→ Task objective
Check each line of the entries for the string "unattempted". Report only how many lines have it.

→ Material provided
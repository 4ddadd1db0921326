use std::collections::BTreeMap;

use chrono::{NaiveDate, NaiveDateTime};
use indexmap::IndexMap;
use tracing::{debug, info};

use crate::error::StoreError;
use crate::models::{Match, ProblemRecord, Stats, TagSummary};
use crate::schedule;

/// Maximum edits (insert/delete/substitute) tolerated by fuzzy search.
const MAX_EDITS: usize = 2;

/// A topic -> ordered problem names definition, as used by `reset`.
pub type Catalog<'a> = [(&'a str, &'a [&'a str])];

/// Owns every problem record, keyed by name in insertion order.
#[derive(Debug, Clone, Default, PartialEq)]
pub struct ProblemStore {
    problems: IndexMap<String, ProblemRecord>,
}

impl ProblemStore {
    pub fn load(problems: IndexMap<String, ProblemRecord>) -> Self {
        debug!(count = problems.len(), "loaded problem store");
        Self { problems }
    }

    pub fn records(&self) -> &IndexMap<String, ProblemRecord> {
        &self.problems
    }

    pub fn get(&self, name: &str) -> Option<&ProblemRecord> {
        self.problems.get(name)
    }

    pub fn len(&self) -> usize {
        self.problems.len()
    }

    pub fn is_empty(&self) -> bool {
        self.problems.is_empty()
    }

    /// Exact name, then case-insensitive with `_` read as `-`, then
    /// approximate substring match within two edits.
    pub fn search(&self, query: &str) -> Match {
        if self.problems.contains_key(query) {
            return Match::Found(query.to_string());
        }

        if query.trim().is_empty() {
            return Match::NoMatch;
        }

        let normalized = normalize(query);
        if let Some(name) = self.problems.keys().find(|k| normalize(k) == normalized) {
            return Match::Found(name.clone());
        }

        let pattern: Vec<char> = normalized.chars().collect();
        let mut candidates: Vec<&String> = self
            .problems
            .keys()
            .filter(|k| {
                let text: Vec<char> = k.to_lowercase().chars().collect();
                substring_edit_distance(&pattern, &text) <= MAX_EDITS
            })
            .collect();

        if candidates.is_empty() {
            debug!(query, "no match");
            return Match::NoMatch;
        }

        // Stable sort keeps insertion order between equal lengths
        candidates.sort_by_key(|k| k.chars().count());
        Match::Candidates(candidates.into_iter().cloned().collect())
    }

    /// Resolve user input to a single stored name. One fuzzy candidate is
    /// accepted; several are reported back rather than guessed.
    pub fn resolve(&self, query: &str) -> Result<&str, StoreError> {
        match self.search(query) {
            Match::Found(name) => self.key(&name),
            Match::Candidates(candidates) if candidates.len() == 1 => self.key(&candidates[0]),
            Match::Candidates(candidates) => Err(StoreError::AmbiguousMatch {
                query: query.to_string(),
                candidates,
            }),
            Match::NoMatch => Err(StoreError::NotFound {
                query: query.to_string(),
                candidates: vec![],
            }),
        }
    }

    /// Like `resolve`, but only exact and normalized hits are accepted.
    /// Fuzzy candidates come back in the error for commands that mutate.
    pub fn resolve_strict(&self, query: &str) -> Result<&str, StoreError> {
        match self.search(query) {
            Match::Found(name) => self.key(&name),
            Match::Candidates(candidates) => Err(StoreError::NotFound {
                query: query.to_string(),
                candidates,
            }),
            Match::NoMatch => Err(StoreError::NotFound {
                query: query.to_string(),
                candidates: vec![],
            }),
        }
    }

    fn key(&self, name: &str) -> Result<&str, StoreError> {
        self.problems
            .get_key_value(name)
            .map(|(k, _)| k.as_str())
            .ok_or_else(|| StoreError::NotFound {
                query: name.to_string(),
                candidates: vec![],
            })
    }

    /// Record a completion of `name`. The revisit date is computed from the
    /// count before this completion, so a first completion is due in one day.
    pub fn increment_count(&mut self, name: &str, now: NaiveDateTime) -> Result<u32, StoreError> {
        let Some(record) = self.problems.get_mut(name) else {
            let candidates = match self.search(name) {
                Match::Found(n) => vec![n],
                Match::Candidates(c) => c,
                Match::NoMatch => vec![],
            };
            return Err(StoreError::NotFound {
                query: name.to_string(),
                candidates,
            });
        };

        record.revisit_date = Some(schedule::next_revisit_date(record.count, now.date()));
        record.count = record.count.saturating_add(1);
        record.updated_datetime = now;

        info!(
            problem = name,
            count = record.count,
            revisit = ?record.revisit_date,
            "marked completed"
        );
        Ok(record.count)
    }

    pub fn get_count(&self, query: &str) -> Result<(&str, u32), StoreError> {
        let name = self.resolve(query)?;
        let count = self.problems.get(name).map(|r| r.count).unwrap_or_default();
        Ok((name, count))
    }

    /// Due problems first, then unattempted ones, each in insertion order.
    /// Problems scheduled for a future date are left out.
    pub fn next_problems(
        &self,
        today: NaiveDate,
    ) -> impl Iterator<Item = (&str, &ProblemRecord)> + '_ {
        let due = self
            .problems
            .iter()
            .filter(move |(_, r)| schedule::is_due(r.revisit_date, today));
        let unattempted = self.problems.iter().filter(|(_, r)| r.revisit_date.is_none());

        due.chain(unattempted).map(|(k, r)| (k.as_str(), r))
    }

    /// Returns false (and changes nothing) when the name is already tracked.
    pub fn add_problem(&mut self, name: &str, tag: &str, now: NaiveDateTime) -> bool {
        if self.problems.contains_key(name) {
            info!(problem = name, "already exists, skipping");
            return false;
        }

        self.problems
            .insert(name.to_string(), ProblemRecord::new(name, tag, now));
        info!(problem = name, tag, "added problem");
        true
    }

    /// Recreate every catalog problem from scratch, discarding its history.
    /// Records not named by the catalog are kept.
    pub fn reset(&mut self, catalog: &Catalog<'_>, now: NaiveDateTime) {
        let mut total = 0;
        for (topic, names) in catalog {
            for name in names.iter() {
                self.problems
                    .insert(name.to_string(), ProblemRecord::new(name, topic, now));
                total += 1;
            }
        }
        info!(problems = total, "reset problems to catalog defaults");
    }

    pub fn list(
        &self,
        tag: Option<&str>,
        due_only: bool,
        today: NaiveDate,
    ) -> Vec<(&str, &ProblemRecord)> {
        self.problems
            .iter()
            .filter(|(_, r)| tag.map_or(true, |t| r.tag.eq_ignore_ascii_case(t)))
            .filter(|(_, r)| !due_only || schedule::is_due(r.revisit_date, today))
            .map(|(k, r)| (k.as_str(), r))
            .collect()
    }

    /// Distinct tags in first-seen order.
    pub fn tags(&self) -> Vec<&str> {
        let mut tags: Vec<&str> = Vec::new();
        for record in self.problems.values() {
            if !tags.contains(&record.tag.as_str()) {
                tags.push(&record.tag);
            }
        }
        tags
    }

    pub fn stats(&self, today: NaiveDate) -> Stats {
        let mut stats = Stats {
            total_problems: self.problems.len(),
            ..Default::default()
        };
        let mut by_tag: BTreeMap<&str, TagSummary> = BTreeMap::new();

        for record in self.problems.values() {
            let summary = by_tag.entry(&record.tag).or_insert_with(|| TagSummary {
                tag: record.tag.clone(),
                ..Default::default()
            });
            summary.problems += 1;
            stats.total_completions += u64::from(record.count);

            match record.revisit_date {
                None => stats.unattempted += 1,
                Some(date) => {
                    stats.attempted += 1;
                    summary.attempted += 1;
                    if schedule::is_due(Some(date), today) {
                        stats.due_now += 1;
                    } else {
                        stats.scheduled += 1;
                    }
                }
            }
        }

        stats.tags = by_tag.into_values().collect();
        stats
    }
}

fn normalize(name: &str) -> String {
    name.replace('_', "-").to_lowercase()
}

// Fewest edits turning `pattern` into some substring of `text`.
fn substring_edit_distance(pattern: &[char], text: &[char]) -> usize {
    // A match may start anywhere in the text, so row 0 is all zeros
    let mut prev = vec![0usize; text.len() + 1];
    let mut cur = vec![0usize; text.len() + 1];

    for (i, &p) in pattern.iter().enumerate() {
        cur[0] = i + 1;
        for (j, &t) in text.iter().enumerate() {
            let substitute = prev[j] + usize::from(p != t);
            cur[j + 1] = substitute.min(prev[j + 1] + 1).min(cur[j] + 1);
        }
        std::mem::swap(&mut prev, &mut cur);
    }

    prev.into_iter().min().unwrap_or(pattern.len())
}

--

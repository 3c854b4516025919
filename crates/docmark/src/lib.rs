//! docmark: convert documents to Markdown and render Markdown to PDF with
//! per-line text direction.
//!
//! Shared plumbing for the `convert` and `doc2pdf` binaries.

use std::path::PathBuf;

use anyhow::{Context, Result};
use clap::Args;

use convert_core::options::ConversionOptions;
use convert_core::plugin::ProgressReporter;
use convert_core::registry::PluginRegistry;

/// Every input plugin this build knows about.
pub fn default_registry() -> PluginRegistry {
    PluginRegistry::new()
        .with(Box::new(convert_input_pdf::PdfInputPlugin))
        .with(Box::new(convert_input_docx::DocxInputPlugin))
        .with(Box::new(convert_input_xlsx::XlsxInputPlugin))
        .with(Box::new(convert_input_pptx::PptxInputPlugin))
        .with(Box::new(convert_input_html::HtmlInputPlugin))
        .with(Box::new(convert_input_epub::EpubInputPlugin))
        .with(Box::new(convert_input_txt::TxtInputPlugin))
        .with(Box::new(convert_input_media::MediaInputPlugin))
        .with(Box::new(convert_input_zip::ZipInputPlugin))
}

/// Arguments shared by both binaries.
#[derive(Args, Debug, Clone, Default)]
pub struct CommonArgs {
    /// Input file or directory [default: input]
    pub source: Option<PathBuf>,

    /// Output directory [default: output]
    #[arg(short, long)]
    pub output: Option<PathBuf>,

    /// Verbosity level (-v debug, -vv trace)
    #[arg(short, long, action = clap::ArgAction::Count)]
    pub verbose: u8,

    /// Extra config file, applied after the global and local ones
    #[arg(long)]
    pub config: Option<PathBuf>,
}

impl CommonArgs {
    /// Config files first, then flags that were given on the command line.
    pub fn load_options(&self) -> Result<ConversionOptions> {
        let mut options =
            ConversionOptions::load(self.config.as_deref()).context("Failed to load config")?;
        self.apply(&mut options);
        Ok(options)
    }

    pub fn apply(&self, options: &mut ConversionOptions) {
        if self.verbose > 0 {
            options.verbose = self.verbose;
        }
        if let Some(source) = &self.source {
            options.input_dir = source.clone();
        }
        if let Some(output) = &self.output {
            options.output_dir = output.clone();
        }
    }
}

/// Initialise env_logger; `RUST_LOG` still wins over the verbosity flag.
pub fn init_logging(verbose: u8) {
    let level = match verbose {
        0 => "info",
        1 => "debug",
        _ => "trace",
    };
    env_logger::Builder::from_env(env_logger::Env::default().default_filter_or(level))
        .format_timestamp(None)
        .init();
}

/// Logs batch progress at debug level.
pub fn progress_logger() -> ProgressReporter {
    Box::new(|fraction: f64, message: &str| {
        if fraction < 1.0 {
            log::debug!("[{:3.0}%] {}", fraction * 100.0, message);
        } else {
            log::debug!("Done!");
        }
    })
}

→ Result of this exercise
4